Al Moayad, like most clerics who know little about politics and its games, did not think carefully when a regular mosque goer approached him offering him money as a political donation from Germany, suggesting that al Moayad transfer the money to another party. The visitor was none other than an FBI agent but it never crossed the Sheikh’s mind that the FBI would reach his remote mosque, or that there would be a Yemeni working for the US security body. It had only been two years since the 9/11 attacks, however he never suspected that the donation offer was part of the ongoing battles and pursuits carried out by security bodies worldwide on all levels.
The Americans and others who were very active in pursuing new terrorism added to their wanted lists religious leaders politically classified as men of extremist thought. The term ‘extremist thought’ could be applied to a large number of religious figures who used to openly express their views on the issues of Afghanistan, Chechnya, Iraq, etc. Sheikh al Moayad was easy prey. He fell into the hands of a detective who saw enough naiveté in him to make him a target. But now, after seven years, everything that has been revealed about the al Moayad case indicates the invalidity of the main charges, and the fact that he was lured by the detective to commit what the US authorities consider a crime. But he actually didn’t commit any crime himself.
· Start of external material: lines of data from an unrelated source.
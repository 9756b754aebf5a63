//! Restructure sample libraries and tag their WAV files with tempo and root note.
//!
//! ```text
//! acidtag <SOURCE_DIR> [--restructure <TARGET_DIR>] [--add-metadata]
//! ```

use acidtag::config::{ParseOptions, WriteOptions};
use acidtag::editor::ChunkOrigin;
use acidtag::error::Result;
use acidtag::rename::RenamePlan;
use acidtag::tagger::{TagReport, tag_from_filename};

use structopt::StructOpt;
use walkdir::WalkDir;

use std::path::{Path, PathBuf};

#[derive(Debug, StructOpt)]
#[structopt(
	name = "acidtag",
	about = "Restructure sample libraries and tag WAV files with tempo and root note"
)]
struct Opt {
	/// The library to process
	#[structopt(name = "SOURCE_DIR", parse(from_os_str))]
	source: PathBuf,

	/// Copy files to a new folder structure inside the target directory
	#[structopt(long, value_name = "TARGET_DIR", parse(from_os_str))]
	restructure: Option<PathBuf>,

	/// Add BPM and root note metadata to WAV files (in-place, or to the copies when
	/// restructuring)
	#[structopt(long)]
	add_metadata: bool,
}

// Every non-hidden file under `root`, relative to it
fn collect_sources(root: &Path) -> Result<Vec<PathBuf>> {
	let mut sources = Vec::new();

	for entry in WalkDir::new(root).sort_by_file_name() {
		let entry = entry.map_err(std::io::Error::from)?;
		if !entry.file_type().is_file() || entry.file_name().to_string_lossy().starts_with('.') {
			continue;
		}

		if let Ok(relative) = entry.path().strip_prefix(root) {
			sources.push(relative.to_path_buf());
		}
	}

	log::debug!("Found {} files in {}", sources.len(), root.display());
	Ok(sources)
}

fn marker(origin: ChunkOrigin) -> char {
	if origin.existed() { '!' } else { '+' }
}

fn print_report(report: &TagReport) {
	match &report.tempo {
		Some(Ok(update)) => println!("  {} BPM: {} + Tempo-sync", marker(update.origin), update.bpm),
		Some(Err(e)) => eprintln!("  ERROR: BPM: {e}"),
		None => {},
	}

	match &report.root_note {
		Some(Ok(update)) => println!("  {} Root: {}", marker(update.origin), update.note),
		Some(Err(e)) => eprintln!("  ERROR: Root: {e}"),
		None => {},
	}
}

fn run(opt: &Opt) -> Result<()> {
	let sources = collect_sources(&opt.source)?;

	let plan = match &opt.restructure {
		Some(_) => {
			let plan = RenamePlan::new(&sources)?;
			println!("Types: {:?}", plan.types());
			println!("Instruments: {:?}", plan.instruments());
			Some(plan)
		},
		None => None,
	};

	for source in &sources {
		let mut path = opt.source.join(source);
		println!(
			"--- {}",
			std::path::absolute(&path).unwrap_or_else(|_| path.clone()).display()
		);

		if let (Some(plan), Some(target_root)) = (&plan, &opt.restructure) {
			path = plan.copy_into(&opt.source, target_root, source)?;
			println!(
				"  > {}",
				std::path::absolute(&path).unwrap_or_else(|_| path.clone()).display()
			);
		}

		if opt.add_metadata {
			match tag_from_filename(&path, ParseOptions::new(), WriteOptions::new()) {
				Ok(Some(report)) => print_report(&report),
				Ok(None) => {},
				Err(e) => eprintln!("  ERROR: {e}"),
			}
		}
	}

	Ok(())
}

fn main() {
	env_logger::init();

	let opt = Opt::from_args();

	if opt.restructure.is_none() && !opt.add_metadata {
		eprintln!("WARN: Neither --restructure nor --add-metadata given, nothing will change");
	}

	if let Err(e) = run(&opt) {
		eprintln!("ERROR: {e}");
		std::process::exit(1);
	}

	println!("DONE");
}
The court ruling was very harsh as he was sentenced to 75 years in prison, six of which he had already served.
Was the policy back then based on pursuing preachers and charity workers who were suspected of supporting terrorism by kidnapping them or luring them in the same way that al Moayad was lured? Or did they aim just to spread a message among those working in the field of preaching that no one is safe no matter where they were?
We cannot say for sure. But the choice of al Moayad later on revealed the lack of a solid case against him, despite all the efforts the FBI exerted to track him down, take him out of Yemen, arrest him in Germany and extradite him to New York. He was not found guilty of any of the charges made against him, with the exception of accepting the offer the FBI agent made that involved al Moayad taking sums of money and transferring these funds at a later stage. But there was no actual funding, or transfers, or evidence of a crime.
Some might say that this policy succeeded in scaring preachers and fundraisers by making them feel that they are being watched and are at risk of being arrested. This case in particular failed to consolidate justice and in fact only distorted its image. All the evidence brought against al Moayad in court was of no value and this is proved by the acquittal that was issued by the Court of Appeals in his favour. The concept of justice does not go hand in hand with the logic of unjust rulings, even if they aim ultimately to deter people.